■ Exercise brief
Each line of the records below that holds "single" should be copied out.

■ Data
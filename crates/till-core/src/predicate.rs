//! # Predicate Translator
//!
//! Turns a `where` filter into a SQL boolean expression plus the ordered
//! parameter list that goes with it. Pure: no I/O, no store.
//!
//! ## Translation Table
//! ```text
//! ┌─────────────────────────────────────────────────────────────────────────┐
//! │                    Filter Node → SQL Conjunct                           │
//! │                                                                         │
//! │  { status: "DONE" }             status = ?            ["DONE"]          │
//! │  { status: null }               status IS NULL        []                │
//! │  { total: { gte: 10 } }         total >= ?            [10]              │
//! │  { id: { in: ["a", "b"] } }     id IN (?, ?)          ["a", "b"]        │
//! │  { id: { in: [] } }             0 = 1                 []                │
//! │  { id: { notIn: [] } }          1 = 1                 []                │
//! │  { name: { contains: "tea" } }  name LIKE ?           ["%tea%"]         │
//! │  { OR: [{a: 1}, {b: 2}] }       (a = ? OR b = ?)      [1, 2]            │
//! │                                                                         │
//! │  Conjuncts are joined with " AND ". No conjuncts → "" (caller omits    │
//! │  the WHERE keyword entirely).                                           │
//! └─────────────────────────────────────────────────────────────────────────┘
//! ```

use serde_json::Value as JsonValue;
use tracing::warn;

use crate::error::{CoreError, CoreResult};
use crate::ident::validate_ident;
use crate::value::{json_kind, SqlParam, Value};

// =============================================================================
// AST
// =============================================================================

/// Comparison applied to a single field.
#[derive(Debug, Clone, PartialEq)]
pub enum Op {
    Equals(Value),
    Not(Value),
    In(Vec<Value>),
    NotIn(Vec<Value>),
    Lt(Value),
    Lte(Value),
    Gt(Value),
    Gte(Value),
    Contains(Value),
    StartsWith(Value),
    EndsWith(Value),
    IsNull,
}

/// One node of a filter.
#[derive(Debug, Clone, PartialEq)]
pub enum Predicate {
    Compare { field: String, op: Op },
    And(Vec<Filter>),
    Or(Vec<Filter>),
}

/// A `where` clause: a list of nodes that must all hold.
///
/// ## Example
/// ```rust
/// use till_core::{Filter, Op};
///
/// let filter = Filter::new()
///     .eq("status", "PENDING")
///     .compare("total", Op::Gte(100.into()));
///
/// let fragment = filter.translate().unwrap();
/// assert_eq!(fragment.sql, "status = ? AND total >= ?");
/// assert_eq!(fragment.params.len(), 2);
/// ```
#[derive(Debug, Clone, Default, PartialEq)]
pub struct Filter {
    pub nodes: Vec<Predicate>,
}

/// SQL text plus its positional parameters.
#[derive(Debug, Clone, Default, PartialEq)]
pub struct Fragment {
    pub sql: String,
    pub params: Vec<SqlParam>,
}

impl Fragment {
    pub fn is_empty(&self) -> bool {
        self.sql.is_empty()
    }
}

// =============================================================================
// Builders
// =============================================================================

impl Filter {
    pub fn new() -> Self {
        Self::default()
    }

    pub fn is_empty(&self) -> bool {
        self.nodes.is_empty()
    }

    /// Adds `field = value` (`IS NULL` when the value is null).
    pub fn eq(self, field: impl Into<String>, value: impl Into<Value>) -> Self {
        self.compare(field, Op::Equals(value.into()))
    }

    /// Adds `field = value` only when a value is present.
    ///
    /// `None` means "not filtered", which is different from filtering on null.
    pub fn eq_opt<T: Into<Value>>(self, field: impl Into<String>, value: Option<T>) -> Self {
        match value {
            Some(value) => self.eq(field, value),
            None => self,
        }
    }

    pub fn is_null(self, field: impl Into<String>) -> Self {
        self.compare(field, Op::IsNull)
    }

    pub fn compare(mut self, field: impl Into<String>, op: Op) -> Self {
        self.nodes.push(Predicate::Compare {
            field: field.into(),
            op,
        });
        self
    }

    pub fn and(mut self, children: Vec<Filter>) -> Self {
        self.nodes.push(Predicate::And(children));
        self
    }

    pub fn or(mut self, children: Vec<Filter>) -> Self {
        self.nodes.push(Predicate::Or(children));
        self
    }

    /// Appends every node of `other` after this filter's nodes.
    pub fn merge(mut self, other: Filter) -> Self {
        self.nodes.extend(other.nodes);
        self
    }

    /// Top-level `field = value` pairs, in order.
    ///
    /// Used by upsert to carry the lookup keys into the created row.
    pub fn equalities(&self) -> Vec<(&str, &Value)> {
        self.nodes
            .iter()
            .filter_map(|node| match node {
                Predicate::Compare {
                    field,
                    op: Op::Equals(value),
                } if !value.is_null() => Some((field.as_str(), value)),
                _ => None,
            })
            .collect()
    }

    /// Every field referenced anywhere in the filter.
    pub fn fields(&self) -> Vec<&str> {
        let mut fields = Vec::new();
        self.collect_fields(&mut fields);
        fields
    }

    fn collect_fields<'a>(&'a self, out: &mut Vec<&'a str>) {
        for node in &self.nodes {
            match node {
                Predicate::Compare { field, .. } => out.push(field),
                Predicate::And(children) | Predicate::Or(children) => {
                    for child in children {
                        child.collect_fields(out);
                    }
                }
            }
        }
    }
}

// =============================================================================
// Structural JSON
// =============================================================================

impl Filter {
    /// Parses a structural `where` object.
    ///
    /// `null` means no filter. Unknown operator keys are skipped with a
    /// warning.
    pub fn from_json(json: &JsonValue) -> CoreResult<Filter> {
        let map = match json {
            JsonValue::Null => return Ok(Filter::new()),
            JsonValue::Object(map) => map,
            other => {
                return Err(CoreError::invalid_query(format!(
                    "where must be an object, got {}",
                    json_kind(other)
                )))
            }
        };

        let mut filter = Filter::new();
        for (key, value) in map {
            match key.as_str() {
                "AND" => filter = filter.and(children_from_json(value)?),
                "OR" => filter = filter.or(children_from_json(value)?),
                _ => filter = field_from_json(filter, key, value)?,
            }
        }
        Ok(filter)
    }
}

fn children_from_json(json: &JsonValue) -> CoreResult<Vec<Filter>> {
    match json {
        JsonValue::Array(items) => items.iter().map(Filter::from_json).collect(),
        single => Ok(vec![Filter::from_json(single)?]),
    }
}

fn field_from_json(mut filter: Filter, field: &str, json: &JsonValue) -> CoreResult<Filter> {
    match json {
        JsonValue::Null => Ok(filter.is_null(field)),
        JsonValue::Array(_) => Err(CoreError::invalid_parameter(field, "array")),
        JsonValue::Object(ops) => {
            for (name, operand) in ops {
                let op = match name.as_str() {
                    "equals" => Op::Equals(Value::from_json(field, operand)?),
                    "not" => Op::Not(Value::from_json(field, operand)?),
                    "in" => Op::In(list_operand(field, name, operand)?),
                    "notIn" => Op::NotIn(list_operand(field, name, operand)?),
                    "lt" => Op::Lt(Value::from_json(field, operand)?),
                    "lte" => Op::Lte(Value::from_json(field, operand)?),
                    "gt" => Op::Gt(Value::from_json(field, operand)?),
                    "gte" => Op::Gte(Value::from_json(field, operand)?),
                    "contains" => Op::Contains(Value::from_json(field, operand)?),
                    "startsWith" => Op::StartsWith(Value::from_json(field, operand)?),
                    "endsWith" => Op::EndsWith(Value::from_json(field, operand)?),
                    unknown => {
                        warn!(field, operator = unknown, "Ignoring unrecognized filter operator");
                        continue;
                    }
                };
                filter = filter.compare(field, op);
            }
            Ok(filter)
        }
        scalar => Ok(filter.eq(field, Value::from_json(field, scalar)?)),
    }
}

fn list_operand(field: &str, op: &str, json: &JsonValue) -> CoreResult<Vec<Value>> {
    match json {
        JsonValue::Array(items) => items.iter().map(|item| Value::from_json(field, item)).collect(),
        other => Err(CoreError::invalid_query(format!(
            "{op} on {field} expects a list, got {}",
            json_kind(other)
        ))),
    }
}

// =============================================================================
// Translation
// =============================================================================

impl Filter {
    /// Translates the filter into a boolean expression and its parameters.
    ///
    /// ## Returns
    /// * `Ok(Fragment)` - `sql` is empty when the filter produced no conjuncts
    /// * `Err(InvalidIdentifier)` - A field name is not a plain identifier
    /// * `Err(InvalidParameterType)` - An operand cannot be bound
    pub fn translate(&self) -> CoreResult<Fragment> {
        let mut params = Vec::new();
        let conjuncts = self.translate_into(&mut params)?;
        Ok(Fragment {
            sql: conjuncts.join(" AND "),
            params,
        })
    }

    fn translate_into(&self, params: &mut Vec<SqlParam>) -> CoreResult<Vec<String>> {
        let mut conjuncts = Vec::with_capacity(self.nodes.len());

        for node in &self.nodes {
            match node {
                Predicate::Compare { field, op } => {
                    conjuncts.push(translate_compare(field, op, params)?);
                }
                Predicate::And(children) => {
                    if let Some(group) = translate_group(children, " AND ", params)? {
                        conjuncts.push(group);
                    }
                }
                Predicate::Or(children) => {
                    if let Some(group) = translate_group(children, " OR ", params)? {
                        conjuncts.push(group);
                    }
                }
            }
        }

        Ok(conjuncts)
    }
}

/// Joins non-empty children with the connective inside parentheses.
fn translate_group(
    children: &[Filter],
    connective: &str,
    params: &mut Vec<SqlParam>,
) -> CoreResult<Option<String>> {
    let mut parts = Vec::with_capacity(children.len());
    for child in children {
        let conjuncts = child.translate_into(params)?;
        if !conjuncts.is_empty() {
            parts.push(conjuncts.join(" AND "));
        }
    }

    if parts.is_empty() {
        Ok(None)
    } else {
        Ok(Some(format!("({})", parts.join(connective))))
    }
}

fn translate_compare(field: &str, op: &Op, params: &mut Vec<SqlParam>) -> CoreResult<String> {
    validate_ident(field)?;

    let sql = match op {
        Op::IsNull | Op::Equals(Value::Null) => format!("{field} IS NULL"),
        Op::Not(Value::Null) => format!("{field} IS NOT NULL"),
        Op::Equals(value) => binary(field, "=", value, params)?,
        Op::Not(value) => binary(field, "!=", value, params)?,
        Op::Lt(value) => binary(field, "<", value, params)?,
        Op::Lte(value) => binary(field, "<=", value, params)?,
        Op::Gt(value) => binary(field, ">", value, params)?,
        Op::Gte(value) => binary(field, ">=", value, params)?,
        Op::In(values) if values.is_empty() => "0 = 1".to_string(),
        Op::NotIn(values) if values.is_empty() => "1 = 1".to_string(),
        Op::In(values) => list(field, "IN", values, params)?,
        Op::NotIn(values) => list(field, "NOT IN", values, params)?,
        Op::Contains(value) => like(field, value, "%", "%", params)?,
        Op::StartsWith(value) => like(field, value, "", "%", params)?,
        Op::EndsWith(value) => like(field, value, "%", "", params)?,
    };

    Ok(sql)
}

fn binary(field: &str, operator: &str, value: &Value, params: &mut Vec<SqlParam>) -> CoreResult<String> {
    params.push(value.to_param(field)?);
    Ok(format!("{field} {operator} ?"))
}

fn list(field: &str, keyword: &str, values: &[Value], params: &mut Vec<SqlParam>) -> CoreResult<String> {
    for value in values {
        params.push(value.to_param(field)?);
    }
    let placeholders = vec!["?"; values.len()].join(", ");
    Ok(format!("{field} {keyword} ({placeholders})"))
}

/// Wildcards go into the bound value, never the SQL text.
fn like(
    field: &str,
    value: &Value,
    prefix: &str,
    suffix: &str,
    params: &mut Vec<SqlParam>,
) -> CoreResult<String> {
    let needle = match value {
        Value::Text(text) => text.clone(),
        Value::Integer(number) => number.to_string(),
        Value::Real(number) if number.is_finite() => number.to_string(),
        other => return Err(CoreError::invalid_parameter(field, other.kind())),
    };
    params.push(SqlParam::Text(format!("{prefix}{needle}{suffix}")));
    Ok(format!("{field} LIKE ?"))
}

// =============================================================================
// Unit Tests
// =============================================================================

■ Completed exercise
/// Comparison applied to a single field.
        single => Ok(vec![Filter::from_json(single)?]),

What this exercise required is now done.